On January 18, 1823, the Red Lady of Paviland was discovered in a cave on the Gower peninsula in Swansea by William Buckland, a priest and Oxford University’s first professor of geology.
“It” was immediately transferred to the University of Oxford museum, and a two-century campaign began to have the remains returned to Wales.
Still, for at least the first century after the discovery, no one was quite sure what they had found.
A skeleton covered in red ocher, which is naturally occurring iron oxide, Prof Buckland hypothesized that the Red “Lady” was a Roman prostitute or witch.
However, further research over the centuries revealed that “he” was a “she” and actually dates from 33,000 to 34,000 years ago.
But Prof George Nash of the University of Liverpool and the University of Coimbra in Portugal believes we shouldn’t judge Buckland too harshly.
“In 1823, the science of archeology was more in its infancy,” he said.
“There was no careful lifting and recording of the artifacts without stratification, large quantities of material being picked up from the ground by unskilled workers and dumped in a big messy heap.
“There were indications that the skeleton might have been a female, due to the shell beads and ivory wands found around it.”
Prof Nash, who is also the meeting chair of the Welsh Rock Art Organisation, added: “You should also keep in mind that Buckland was a cleric and creationist, and that his conclusions – almost half a century before Darwin – didn’t sound so strange at the time.
“He was not a man of letters, he believed that the creation of the Bible in seven days was a metaphor for the seven billion years of development of the world, but this assumption led him to make some major mistakes in his dating.”
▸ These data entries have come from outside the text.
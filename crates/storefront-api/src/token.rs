//! Persisted bearer token storage.
//!
//! A single opaque token under one well-known key is the only durable
//! client-side state. The session manager is the only writer by
//! convention; authenticated requests re-read the token on every call
//! rather than caching it, trading repeated reads for freshness.

use std::io;
use std::path::PathBuf;
use std::sync::RwLock;

/// The well-known storage key / file name for the bearer token.
pub const TOKEN_KEY: &str = "token";

/// Storage for the persisted bearer token.
pub trait TokenStore: Send + Sync {
    /// Read the persisted token, if any.
    fn load(&self) -> Option<String>;

    /// Persist a token, replacing any previous one.
    fn save(&self, token: &str) -> io::Result<()>;

    /// Remove the persisted token. Clearing an empty store is a no-op.
    fn clear(&self) -> io::Result<()>;
}

/// In-memory token store, scoped to the process like a browser session.
#[derive(Debug, Default)]
pub struct MemoryTokenStore {
    token: RwLock<Option<String>>,
}

impl MemoryTokenStore {
    /// Create an empty store.
    pub fn new() -> Self {
        Self::default()
    }

    /// Create a store seeded with a token.
    pub fn with_token(token: impl Into<String>) -> Self {
        Self {
            token: RwLock::new(Some(token.into())),
        }
    }
}

impl TokenStore for MemoryTokenStore {
    fn load(&self) -> Option<String> {
        self.token.read().ok()?.clone()
    }

    fn save(&self, token: &str) -> io::Result<()> {
        if let Ok(mut slot) = self.token.write() {
            *slot = Some(token.to_string());
        }
        Ok(())
    }

    fn clear(&self) -> io::Result<()> {
        if let Ok(mut slot) = self.token.write() {
            *slot = None;
        }
        Ok(())
    }
}

/// File-backed token store for durable sessions.
#[derive(Debug, Clone)]
pub struct FileTokenStore {
    path: PathBuf,
}

impl FileTokenStore {
    /// Store the token as a file named [`TOKEN_KEY`] under `state_dir`.
    pub fn new(state_dir: impl Into<PathBuf>) -> Self {
        Self {
            path: state_dir.into().join(TOKEN_KEY),
        }
    }

    /// The backing file path.
    pub fn path(&self) -> &std::path::Path {
        &self.path
    }
}

impl TokenStore for FileTokenStore {
    fn load(&self) -> Option<String> {
        match std::fs::read_to_string(&self.path) {
            Ok(contents) => {
                let token = contents.trim();
                if token.is_empty() {
                    None
                } else {
                    Some(token.to_string())
                }
            }
            Err(e) if e.kind() == io::ErrorKind::NotFound => None,
            Err(e) => {
                tracing::warn!(path = %self.path.display(), error = %e, "failed to read token");
                None
            }
        }
    }

    fn save(&self, token: &str) -> io::Result<()> {
        if let Some(parent) = self.path.parent() {
            std::fs::create_dir_all(parent)?;
        }
        std::fs::write(&self.path, token)
    }

    fn clear(&self) -> io::Result<()> {
        match std::fs::remove_file(&self.path) {
            Ok(()) => Ok(()),
            Err(e) if e.kind() == io::ErrorKind::NotFound => Ok(()),
            Err(e) => Err(e),
        }
    }
}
The first breakthrough in the quest to determine the Red Lady’s true identity came in 1912, when archaeologist William Solace revisited Goat Cave in Paviland, where “the girl” was discovered and found flint arrowheads and tools.
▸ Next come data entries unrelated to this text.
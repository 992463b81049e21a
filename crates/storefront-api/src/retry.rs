//! Retry policy for collaborator calls.
//!
//! Only read queries retry, and only once — mirroring the generic
//! query layer this core replaces. Mutations never retry; their
//! failure handling is "propagate and keep the last good state".

use crate::error::ApiError;
use std::time::Duration;

/// Retry policy: attempt count plus a fixed backoff.
#[derive(Debug, Clone, Copy, PartialEq, Eq)]
pub struct RetryPolicy {
    /// Maximum number of retries after the initial attempt.
    pub max_retries: u32,
    /// Delay before each retry.
    pub backoff: Duration,
}

impl RetryPolicy {
    /// Policy for read queries: a single retry.
    pub fn reads() -> Self {
        Self {
            max_retries: 1,
            backoff: Duration::from_millis(250),
        }
    }

    /// Policy for mutations: never retry.
    pub fn none() -> Self {
        Self {
            max_retries: 0,
            backoff: Duration::ZERO,
        }
    }

    /// Whether to retry after `error` on the given attempt (0-indexed).
    pub fn should_retry(&self, error: &ApiError, attempt: u32) -> bool {
        attempt < self.max_retries && error.is_retryable()
    }
}

impl Default for RetryPolicy {
    fn default() -> Self {
        Self::reads()
    }
}

#[cfg(test)]
mod tests {
    use super::*;

    #[test]
    fn test_reads_retry_once_on_server_error() {
        let policy = RetryPolicy::reads();
        let err = ApiError::status(502, "bad gateway", None);
        assert!(policy.should_retry(&err, 0));
        assert!(!policy.should_retry(&err, 1));
    }

    #[test]
    fn test_auth_errors_never_retry() {
        let policy = RetryPolicy::reads();
        let err = ApiError::status(401, "unauthorized", None);
        assert!(!policy.should_retry(&err, 0));
    }

    #[test]
    fn test_mutations_never_retry() {
        let policy = RetryPolicy::none();
        let err = ApiError::timeout("deadline exceeded");
        assert!(!policy.should_retry(&err, 0));
    }
}
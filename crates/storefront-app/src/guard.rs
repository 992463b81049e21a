//! Route guards.
//!
//! Pure decisions over a [`Session`] snapshot; the presentation layer
//! is responsible for acting on them.

use crate::session::Session;
use storefront_commerce::customer::Role;

/// What a guarded route should do for the current session.
#[derive(Debug, Clone, Copy, PartialEq, Eq)]
pub enum GuardDecision {
    /// Startup validation has not finished; render nothing yet.
    Wait,
    /// The session satisfies the route's requirements.
    Allow,
    /// No session; send the visitor to login.
    RedirectLogin,
    /// Signed in but lacking the required role; send home.
    RedirectHome,
}

/// Decide access for a route that requires a session and, optionally,
/// a specific role.
///
/// An unresolved session always yields [`GuardDecision::Wait`] so a
/// slow validation never flashes a redirect at a user who is actually
/// signed in.
pub fn guard_route(session: &Session, required_role: Option<Role>) -> GuardDecision {
    if !session.resolved {
        return GuardDecision::Wait;
    }
    let Some(role) = session.role() else {
        return GuardDecision::RedirectLogin;
    };
    match required_role {
        Some(required) if role != required => GuardDecision::RedirectHome,
        _ => GuardDecision::Allow,
    }
}
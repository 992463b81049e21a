//! API client configuration.

use serde::{Deserialize, Serialize};
use std::path::Path;
use thiserror::Error;
use url::Url;

/// Default collaborator base URL (the local mock backend).
pub const DEFAULT_BASE_URL: &str = "http://localhost:5000";

/// Environment variable overriding the base URL.
pub const ENV_BASE_URL: &str = "STOREFRONT_API_URL";

/// Environment variable overriding the request timeout in seconds.
pub const ENV_TIMEOUT_SECS: &str = "STOREFRONT_API_TIMEOUT_SECS";

/// Configuration errors.
#[derive(Error, Debug)]
pub enum ConfigError {
    /// Could not read the config file.
    #[error("failed to read config file: {0}")]
    Io(#[from] std::io::Error),

    /// Could not parse the config file.
    #[error("failed to parse config file: {0}")]
    Parse(#[from] toml::de::Error),

    /// Base URL is not a valid URL.
    #[error("invalid base url {url}: {source}")]
    InvalidUrl {
        url: String,
        source: url::ParseError,
    },

    /// The HTTP client could not be constructed.
    #[error("failed to build http client: {0}")]
    Client(String),
}

/// Configuration for the HTTP adapter.
#[derive(Debug, Clone, Serialize, Deserialize)]
pub struct ApiConfig {
    /// Collaborator base URL.
    #[serde(default = "default_base_url")]
    pub base_url: String,
    /// Per-request timeout in seconds.
    #[serde(default = "default_timeout_secs")]
    pub timeout_secs: u64,
    /// Optional User-Agent header.
    #[serde(default)]
    pub user_agent: Option<String>,
}

fn default_base_url() -> String {
    DEFAULT_BASE_URL.to_string()
}

fn default_timeout_secs() -> u64 {
    30
}

impl Default for ApiConfig {
    fn default() -> Self {
        Self {
            base_url: default_base_url(),
            timeout_secs: default_timeout_secs(),
            user_agent: None,
        }
    }
}

impl ApiConfig {
    /// Load from a TOML file.
    pub fn from_toml_file(path: impl AsRef<Path>) -> Result<Self, ConfigError> {
        let contents = std::fs::read_to_string(path)?;
        Ok(toml::from_str(&contents)?)
    }

    /// Defaults overridden by environment variables.
    pub fn from_env() -> Self {
        let mut config = Self::default();
        if let Ok(url) = std::env::var(ENV_BASE_URL) {
            if !url.is_empty() {
                config.base_url = url;
            }
        }
        if let Ok(secs) = std::env::var(ENV_TIMEOUT_SECS) {
            if let Ok(secs) = secs.parse() {
                config.timeout_secs = secs;
            }
        }
        config
    }

    /// Parse and validate the base URL.
    pub fn parsed_base_url(&self) -> Result<Url, ConfigError> {
        Url::parse(&self.base_url).map_err(|source| ConfigError::InvalidUrl {
            url: self.base_url.clone(),
            source,
        })
    }
}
Solace accurately dates its history from the Mesolithic period (4-10,000 BC) to the Paleolithic era (35,000/10,000 BC) in the last 100 years.
Prof Nash said this fits better with what we know about the climate and landscape at the time.
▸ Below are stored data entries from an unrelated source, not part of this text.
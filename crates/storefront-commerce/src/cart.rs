//! Cart and cart item types.
//!
//! One canonical shape serves both lifecycles: a guest cart mutated
//! locally and an account cart mirrored from the remote store. The
//! mutations here are the pure guest-mode operations; account carts
//! are replaced wholesale after each remote write (see the cart store
//! in `storefront-app`).

use crate::catalog::Product;
use crate::error::CommerceError;
use crate::ids::CartItemId;
use crate::money::{Currency, Money};
use serde::{Deserialize, Serialize};

/// A line in the cart.
///
/// Item identity is distinct from product identity: merging by product
/// happens on add, after which the line is addressed by its own id.
#[derive(Debug, Clone, Serialize, Deserialize, PartialEq)]
pub struct CartItem {
    /// Unique cart item identifier.
    pub id: CartItemId,
    /// The product being purchased.
    pub product: Product,
    /// Quantity, always >= 1.
    pub quantity: u32,
}

impl CartItem {
    /// Create a new cart item.
    pub fn new(product: Product, quantity: u32) -> Self {
        Self {
            id: CartItemId::generate(),
            product,
            quantity,
        }
    }

    /// Line total (unit price x quantity), None on overflow.
    pub fn line_total(&self) -> Option<Money> {
        self.product.price.try_multiply(self.quantity as i64)
    }
}

/// A shopping cart.
///
/// `subtotal`/`shipping`/`total` are derived by the remote store and
/// present only for account carts; guest carts leave them `None` and
/// callers recompute the subtotal locally via [`Cart::local_subtotal`].
#[derive(Debug, Clone, Serialize, Deserialize, PartialEq, Default)]
pub struct Cart {
    /// Items in the cart, in insertion order.
    pub items: Vec<CartItem>,
    /// Server-derived subtotal (account carts only).
    pub subtotal: Option<Money>,
    /// Server-derived shipping cost (account carts only).
    pub shipping: Option<Money>,
    /// Server-derived grand total (account carts only).
    pub total: Option<Money>,
}

impl Cart {
    /// Create an empty cart.
    pub fn new() -> Self {
        Self::default()
    }

    /// Check if the cart is empty.
    pub fn is_empty(&self) -> bool {
        self.items.is_empty()
    }

    /// Total item count (sum of quantities).
    pub fn item_count(&self) -> u32 {
        self.items.iter().map(|i| i.quantity).sum()
    }

    /// Number of distinct lines.
    pub fn line_count(&self) -> usize {
        self.items.len()
    }

    /// Get an item by its id.
    pub fn get_item(&self, item_id: &CartItemId) -> Option<&CartItem> {
        self.items.iter().find(|i| &i.id == item_id)
    }

    /// Locally computed subtotal: sum of price x quantity.
    ///
    /// This is the presentation-side figure for guest carts, where no
    /// server-derived totals exist.
    pub fn local_subtotal(&self) -> Result<Money, CommerceError> {
        let currency = self
            .items
            .first()
            .map(|i| i.product.price.currency)
            .unwrap_or(Currency::USD);
        let mut total = Money::zero(currency);
        for item in &self.items {
            let line = item.line_total().ok_or(CommerceError::Overflow)?;
            total = total.try_add(&line).ok_or_else(|| CommerceError::CurrencyMismatch {
                expected: currency.code().to_string(),
                got: line.currency.code().to_string(),
            })?;
        }
        Ok(total)
    }

    /// Add a product (guest mode).
    ///
    /// If a line for the same product id exists, its quantity is
    /// incremented by `quantity`; otherwise a new line is appended.
    /// Returns the id of the affected line.
    pub fn add(&mut self, product: Product, quantity: u32) -> Result<CartItemId, CommerceError> {
        if quantity < 1 {
            return Err(CommerceError::InvalidQuantity(quantity as i64));
        }

        if let Some(existing) = self.items.iter_mut().find(|i| i.product.id == product.id) {
            existing.quantity = existing
                .quantity
                .checked_add(quantity)
                .ok_or(CommerceError::Overflow)?;
            return Ok(existing.id.clone());
        }

        let item = CartItem::new(product, quantity);
        let id = item.id.clone();
        self.items.push(item);
        Ok(id)
    }

    /// Set a line's quantity (guest mode), addressed by item id.
    ///
    /// Quantities below 1 are rejected and leave the cart unchanged;
    /// the decrement control is expected to no-op at 1 rather than
    /// pass 0 through.
    pub fn update_quantity(
        &mut self,
        item_id: &CartItemId,
        quantity: u32,
    ) -> Result<(), CommerceError> {
        if quantity < 1 {
            return Err(CommerceError::InvalidQuantity(quantity as i64));
        }
        let item = self
            .items
            .iter_mut()
            .find(|i| &i.id == item_id)
            .ok_or_else(|| CommerceError::ItemNotInCart(item_id.to_string()))?;
        item.quantity = quantity;
        Ok(())
    }

    /// Remove a line (guest mode). Removing an unknown id is a no-op.
    pub fn remove(&mut self, item_id: &CartItemId) -> bool {
        let len_before = self.items.len();
        self.items.retain(|i| &i.id != item_id);
        self.items.len() < len_before
    }

    /// Clear all items and any stale derived totals.
    pub fn clear(&mut self) {
        self.items.clear();
        self.subtotal = None;
        self.shipping = None;
        self.total = None;
    }
}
“It’s likely that many of the early attempts at carbon dating were contaminated by modern DNA rubbing against the fingers of scientists processing the exhibits,” he said.
“It was only in the 1980s that we began to get a more reliable date, and even that has been mastered over the years as technology has improved.”
Prof Nash added: “It makes much more sense as it coincides with the warming period before the last Ice Age, 33,000 years ago, when the Welsh ice cap began to expand in mid-Wales and eventually covered all of Wales.”
In those days, Gower explains, the landscape would look very different, with sea levels retreating by now, making it possible to walk from North Africa to southern England and then over the Bristol Channel to several navigable sections. South Wales.
“The Red Lady and her companions were likely tracking herds of mammoths, deer or bison, and the ceremonial nature of her burial illustrates one of the earliest examples of spiritual thought in Western Europe.”
Lord Davies of Gower, officially the Byron Davies Member of Parliament for Gower, has long campaigned for the Red Lady’s remains to be brought back to Wales.
“I grew up in Port Eynon, just below Paviland, so I was always fascinated by the story, but when I went to Gowerton Grammar School my English teacher piqued my interest and I went to visit the cave for myself.
“As a politician, I started to participate in the campaign to bring the Red Lady back to Wales, but given how fragile the remains are and the cost of finding a permanent home in Wales, I’m not sure that will ever happen again.”
Lord Davies acknowledges that local councils and the Welsh government probably have more pressing demands regarding their finances given the cost of living crisis, but said he would never give up on his dream entirely.
However, Prof Nash warns against the “Welsh Mysticism” that has been created over the years around the Red Lady.
“Some have tried to portray the remains as some kind of ancient Welsh ancestor, which is blatant nonsense,” he said.
“Whoever was almost certainly of African or Arab segregation was fleeing conflict or overcrowding in their more hospitable homeland.
“Furthermore, after the brief thaw of the Paleolithic era, Wales was cut back for several thousand years, so there is absolutely no chance that these remains have any genetic or cultural association with any modern Welsh people.”
Still, Prof Nash agrees with Lord Davies in some respects.
“It may not be part of our genetic ancestry, but it is an important part of Welsh History.
“If there was a way that the remains could be safely brought back to Wales – which is a huge ‘if’ – I think it would definitely be the right thing to do.”